Your assignment => Below are several entries. Transcribe exactly those lines that fall from the one with "let weight = fields.get(FIELD_WEIGHT).and_then(|v|" through the one with "fn parse_int(value: &str)", end lines included.

--------------------------------------------------

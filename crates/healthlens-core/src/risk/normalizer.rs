//! Input normalizer for submitted assessment fields.
//!
//! Numeric coercion only: absent or unparsable fields become `None`, never an
//! error. Out-of-range values (negative age, zero glucose) are accepted as-is
//! and flow downstream uncorrected.

use std::collections::HashMap;

use crate::models::{AssessmentRecord, HealthInput};

/// Form field keys the normalizer reads.
pub const FIELD_AGE: &str = "age";
pub const FIELD_BMI: &str = "bmi";
pub const FIELD_WEIGHT: &str = "weight";
pub const FIELD_HEIGHT: &str = "height";
pub const FIELD_GLUCOSE: &str = "glucose";
pub const FIELD_BLOOD_PRESSURE: &str = "bloodPressure";

/// Extract a numeric health profile from a stored assessment.
///
/// BMI resolution order: the value derived at submission time, then a `bmi`
/// form field, then a fresh derivation from `weight`/`height`.
pub fn normalize(record: &AssessmentRecord) -> HealthInput {
    let (systolic, diastolic) = record
        .field(FIELD_BLOOD_PRESSURE)
        .map(parse_blood_pressure)
        .unwrap_or((None, None));

    HealthInput {
        age: record.field(FIELD_AGE).and_then(parse_int),
        bmi: record
            .bmi
            .or_else(|| record.field(FIELD_BMI).and_then(parse_float))
            .or_else(|| derive_bmi(&record.fields)),
        glucose: record.field(FIELD_GLUCOSE).and_then(parse_float),
        systolic,
        diastolic,
    }
}

/// Derive BMI from `weight` (kg) and `height` (cm) fields, rounded to one
/// decimal. Returns `None` unless both parse and are positive.
pub fn derive_bmi(fields: &HashMap<String, String>) -> Option<f64> {
    let weight = fields.get(FIELD_WEIGHT).and_then(|v| parse_float(v))?;
    let height = fields.get(FIELD_HEIGHT).and_then(|v| parse_float(v))?;
    bmi_from_measurements(weight, height)
}

/// BMI for a weight in kg and a height in cm, rounded to one decimal.
/// Returns `None` unless both are positive.
pub fn bmi_from_measurements(weight_kg: f64, height_cm: f64) -> Option<f64> {
    let height_m = height_cm / 100.0;
    if weight_kg > 0.0 && height_m > 0.0 {
        Some(round1(weight_kg / (height_m * height_m)))
    } else {
        None
    }
}

/// Parse a combined `systolic/diastolic` reading such as `129/84`.
pub fn parse_blood_pressure(value: &str) -> (Option<i64>, Option<i64>) {
    let mut parts = value.splitn(2, '/');
    let systolic = parts.next().and_then(parse_int);
    let diastolic = parts.next().and_then(parse_int);
    (systolic, diastolic)
}

fn parse_int(value: &str) -> Option<i64> {
    value.trim().parse().ok()
}

fn parse_float(value: &str) -> Option<f64> {
    value.trim().parse().ok().filter(|v: &f64| v.is_finite())
}

fn round1(value: f64) -> f64 {
    (value * 10.0).round() / 10.0
}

--------------------------------------------------

Solution =>
    let weight = fields.get(FIELD_WEIGHT).and_then(|v| parse_float(v))?;
    let height = fields.get(FIELD_HEIGHT).and_then(|v| parse_float(v))?;
    bmi_from_measurements(weight, height)
}

/// BMI for a weight in kg and a height in cm, rounded to one decimal.
/// Returns `None` unless both are positive.
pub fn bmi_from_measurements(weight_kg: f64, height_cm: f64) -> Option<f64> {
    let height_m = height_cm / 100.0;
    if weight_kg > 0.0 && height_m > 0.0 {
        Some(round1(weight_kg / (height_m * height_m)))
    } else {
        None
    }
}

/// Parse a combined `systolic/diastolic` reading such as `129/84`.
pub fn parse_blood_pressure(value: &str) -> (Option<i64>, Option<i64>) {
    let mut parts = value.splitn(2, '/');
    let systolic = parts.next().and_then(parse_int);
    let diastolic = parts.next().and_then(parse_int);
    (systolic, diastolic)
}

fn parse_int(value: &str) -> Option<i64> {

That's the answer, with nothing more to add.